Ministers may order inquiry or review over English mental health care failings

Ministers may order a public inquiry into mental health care and patient deaths in England due to the number of scandals that are emerging related to poor treatment.

Maria Caulfield, the mental health minister, told MPs on Thursday that she and health secretary Steve Barclay were considering launching an investigation because the same glitches were happening so often in so many different parts of the country.

They would make a final decision “in the next few days”, he said in the House of Commons, responding to an urgent question put forward by his Labor shadow, Dr. Rosena Allin-Khan.

An independent investigation found this week that three teenagers – Christie Harnett, 17, Nadia Sharif, 17, and Emily Moore, 18 – took their own lives in the space of eight months after receiving inadequate care from the Tees, Esk and Wear Valleys NHS (TEWV) mental health trust in northeast England.
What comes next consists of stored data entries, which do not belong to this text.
use std::time::SystemTime;

use bytes::Bytes;

use crate::mls::crypto::provider::CryptoProvider;
use crate::mls::extensibility::list::MlsExtension;
use crate::mls::extensibility::{Extensions, RatchetTreeExtension};
use crate::mls::framing::commit::Commit;
use crate::mls::framing::group_info::{GroupInfo, GroupSecrets};
use crate::mls::framing::proposal::{AddProposal, Proposal};
use crate::mls::framing::public_message::PublicMessage;
use crate::mls::framing::welcome::Welcome;
use crate::mls::framing::{AuthenticatedContent, Content, FramedContent, Sender, WireFormat};
use crate::mls::group::transcript::ConfirmedTranscriptHash;
use crate::mls::group::{EpochState, Group, StagedCommit};
use crate::mls::identity::Identity;
use crate::mls::key_package::{KeyPackage, KeyPackageRef};
use crate::mls::key_schedule::{ConfirmedTranscriptHashInput, GroupContext};
use crate::mls::ratchet_tree::PathUpdate;
use crate::mls::utilities::error::{Error, Result};
use crate::mls::utilities::serde::Serializer;
use crate::mls::utilities::tree_math::LeafIndex;

impl Group {
    /// [RFC9420 Sec.12.4.1](https://www.rfc-editor.org/rfc/rfc9420.html#section-12.4.1) Creates a
    /// commit adding the owners of `key_packages`, and one welcome per new member.
    ///
    /// The group itself stays in its current epoch: the commit is staged until
    /// [`Group::merge_pending_commit`] (or [`Group::apply_commit`] on the returned message) moves
    /// to the next one. The key packages count as used from here on, even if the staged commit
    /// is later discarded.
    pub fn add_members(
        &mut self,
        crypto_provider: &impl CryptoProvider,
        signer: &Identity,
        key_packages: &[KeyPackage],
    ) -> Result<(PublicMessage, Vec<Welcome>)> {
        self.ensure_own_signer(signer)?;
        if key_packages.is_empty() {
            return Err(Error::NoKeyPackages);
        }

        let cipher_suite = self.cipher_suite();
        let now = SystemTime::now();
        let mut key_package_refs = Vec::with_capacity(key_packages.len());
        for key_package in key_packages {
            let key_package_ref =
                self.validate_key_package(crypto_provider, key_package, now, &key_package_refs)?;
            if crypto_provider.key_store().is_consumed(&key_package_ref) {
                log::warn!("rejected key package {key_package_ref} already added elsewhere");
                return Err(Error::KeyPackageAlreadyUsed(key_package_ref.to_string()));
            }
            key_package_refs.push(key_package_ref);
        }

        // https://www.rfc-editor.org/rfc/rfc9420.html#section-12.4.1-3.3
        let old_state = &self.state;
        let own_leaf_index = old_state.own_leaf_index;
        let mut ratchet_tree = old_state.ratchet_tree.clone();
        let new_leaves: Vec<LeafIndex> = key_packages
            .iter()
            .map(|key_package| ratchet_tree.add_leaf(key_package.leaf_node().clone()))
            .collect();

        // https://www.rfc-editor.org/rfc/rfc9420.html#section-12.4.1-3.5.2.1
        let mut path_update = ratchet_tree.update_direct_path(
            crypto_provider,
            signer,
            &old_state.group_context.group_id,
            own_leaf_index,
        )?;
        let tree_hash = ratchet_tree.compute_root_tree_hash(crypto_provider, cipher_suite)?;

        // https://www.rfc-editor.org/rfc/rfc9420.html#section-12.4.1-3.5.2.3.1
        let mut group_context = GroupContext {
            epoch: old_state.group_context.epoch + 1,
            tree_hash: tree_hash.clone(),
            ..old_state.group_context.clone()
        };
        let update_path = path_update.encrypt(
            crypto_provider,
            cipher_suite,
            &ratchet_tree,
            own_leaf_index,
            &group_context.serialize_detached()?,
            &new_leaves,
        )?;

        let commit = Commit {
            proposals: key_packages
                .iter()
                .map(|key_package| {
                    Proposal::Add(AddProposal {
                        key_package: key_package.clone(),
                    })
                })
                .collect(),
            path: Some(update_path),
            tree_hash,
        };

        // https://www.rfc-editor.org/rfc/rfc9420.html#section-12.4.1-3.6
        let content = FramedContent {
            group_id: old_state.group_context.group_id.clone(),
            epoch: old_state.group_context.epoch,
            sender: Sender::Member(own_leaf_index),
            authenticated_data: Bytes::new(),
            content: Content::Commit(commit),
        };
        let mut authenticated_content = AuthenticatedContent::new(
            crypto_provider,
            signer,
            WireFormat::PublicMessage,
            content,
            &old_state.group_context,
        )?;

        // https://www.rfc-editor.org/rfc/rfc9420.html#section-12.4.1-3.7
        let confirmed_hash = old_state.transcript.hash_new_confirmed_transcript_hash(
            crypto_provider,
            cipher_suite,
            &ConfirmedTranscriptHashInput {
                wire_format: WireFormat::PublicMessage,
                content: authenticated_content.content.clone(),
                signature: authenticated_content.auth.signature.clone(),
            },
        )?;
        group_context.confirmed_transcript_hash = confirmed_hash.clone();

        // https://www.rfc-editor.org/rfc/rfc9420.html#section-12.4.1-3.8
        let joiner_secret = group_context.extract_joiner_secret(
            crypto_provider,
            &old_state.epoch_secrets.init_secret,
            &path_update.commit_secret,
        )?;
        let epoch_secret = group_context.extract_epoch_secret(crypto_provider, &joiner_secret)?;

        let private_keys = std::mem::take(&mut path_update.private_keys)
            .into_iter()
            .collect();
        let mut new_state = EpochState::new(
            crypto_provider,
            group_context,
            ratchet_tree,
            own_leaf_index,
            private_keys,
            &epoch_secret,
            ConfirmedTranscriptHash::default(),
        )?;

        // https://www.rfc-editor.org/rfc/rfc9420.html#section-12.4.1-3.10
        let confirmation_tag = new_state.confirmation_tag(crypto_provider)?;
        new_state.transcript = ConfirmedTranscriptHash::with_confirmation_tag(
            crypto_provider,
            cipher_suite,
            confirmed_hash,
            &confirmation_tag,
        )?;
        authenticated_content.auth.confirmation_tag = Some(confirmation_tag.clone());

        // https://www.rfc-editor.org/rfc/rfc9420.html#section-12.4.1-3.11
        let membership_tag = authenticated_content.membership_tag(
            crypto_provider,
            cipher_suite,
            &old_state.epoch_secrets.membership_key,
            &old_state.group_context,
        )?;
        let message = PublicMessage::new(authenticated_content, membership_tag);

        let welcomes = self.create_welcomes(
            crypto_provider,
            signer,
            &new_state,
            &path_update,
            &joiner_secret,
            confirmation_tag,
            key_packages.iter().zip(key_package_refs.iter().cloned()).zip(new_leaves),
        )?;

        self.record_consumed(crypto_provider, key_package_refs);
        self.pending_commit = Some(Box::new(StagedCommit {
            message: message.clone(),
            state: new_state,
        }));

        log::debug!(
            "staged commit adding {} member(s) to group {} for epoch {}",
            key_packages.len(),
            hex::encode(self.group_id()),
            self.epoch() + 1
        );

        Ok((message, welcomes))
    }

    /// [RFC9420 Sec.12.4.3](https://www.rfc-editor.org/rfc/rfc9420.html#section-12.4.3) One
    /// welcome per new member, all sharing the same encrypted group info.
    #[allow(clippy::too_many_arguments)]
    fn create_welcomes<'a>(
        &self,
        crypto_provider: &impl CryptoProvider,
        signer: &Identity,
        new_state: &EpochState,
        path_update: &PathUpdate,
        joiner_secret: &[u8],
        confirmation_tag: Bytes,
        new_members: impl Iterator<Item = ((&'a KeyPackage, KeyPackageRef), LeafIndex)>,
    ) -> Result<Vec<Welcome>> {
        let cipher_suite = new_state.group_context.cipher_suite;

        let mut extensions = vec![];
        if self.config.use_ratchet_tree_extension {
            extensions.push(MlsExtension::RatchetTree(RatchetTreeExtension::new(
                new_state.ratchet_tree.clone(),
            )));
        }
        let extensions: Extensions = extensions.try_into()?;

        let group_info = GroupInfo::new(
            crypto_provider,
            signer,
            new_state.group_context.clone(),
            extensions,
            confirmation_tag,
            new_state.own_leaf_index,
        )?;
        let encrypted_group_info =
            Welcome::encrypt_group_info(crypto_provider, cipher_suite, joiner_secret, &group_info)?;

        new_members
            .map(|((key_package, key_package_ref), leaf_index)| {
                let group_secrets = GroupSecrets {
                    joiner_secret: joiner_secret.into(),
                    path_secret: path_update.path_secret_for(leaf_index).cloned(),
                };
                let secrets = Welcome::encrypt_group_secrets(
                    crypto_provider,
                    cipher_suite,
                    key_package_ref,
                    key_package.init_key(),
                    &encrypted_group_info,
                    &group_secrets,
                )?;

                Ok(Welcome {
                    cipher_suite,
                    secrets: vec![secrets],
                    encrypted_group_info: encrypted_group_info.clone(),
                })
            })
            .collect()
    }

    /// [RFC9420 Sec.12.2](https://www.rfc-editor.org/rfc/rfc9420.html#section-12.2) Checks a key
    /// package named by an Add proposal, and returns its reference.
    ///
    /// `batch` holds the references of the key packages added by the same commit.
    pub(crate) fn validate_key_package(
        &self,
        crypto_provider: &impl CryptoProvider,
        key_package: &KeyPackage,
        now: SystemTime,
        batch: &[KeyPackageRef],
    ) -> Result<KeyPackageRef> {
        if key_package.cipher_suite() != self.cipher_suite() {
            return Err(Error::MalformedKeyPackage(
                "cipher suite differs from the group's",
            ));
        }
        key_package.verify(crypto_provider)?;
        key_package.verify_lifetime(now)?;

        let key_package_ref = key_package.generate_ref(crypto_provider)?;
        let encryption_key = key_package.leaf_node().encryption_key();
        if self.consumed_key_packages.contains(&key_package_ref)
            || batch.contains(&key_package_ref)
            || self
                .state
                .ratchet_tree
                .leaves()
                .any(|(_, leaf)| leaf.encryption_key() == encryption_key)
        {
            log::warn!("rejected reused key package {key_package_ref}");
            return Err(Error::KeyPackageAlreadyUsed(key_package_ref.to_string()));
        }

        Ok(key_package_ref)
    }
}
They died after “multifaceted and systemic failures” by the trust, especially at its West Lane hospital in Middlesbrough, the inquest found.

Allin-Khan pointed to a number of scandals that have come to light, often through media investigations, about dangerously substandard mental health care being provided by NHS services and also private companies in England, including in Essex Y in Greater Manchester.

“Patients are dying, being bullied, dehumanized, abused, and their medical records are being falsified, an outrageous breach of patient safety,” Allin-Khan said. “The government has failed to learn from the mistakes of the past.”

Caulfield acknowledged that the failures at TEWV were not unique and that other recent scandals meant that ministers and the National Health Service I urgently needed to know how deeply ingrained poor care was.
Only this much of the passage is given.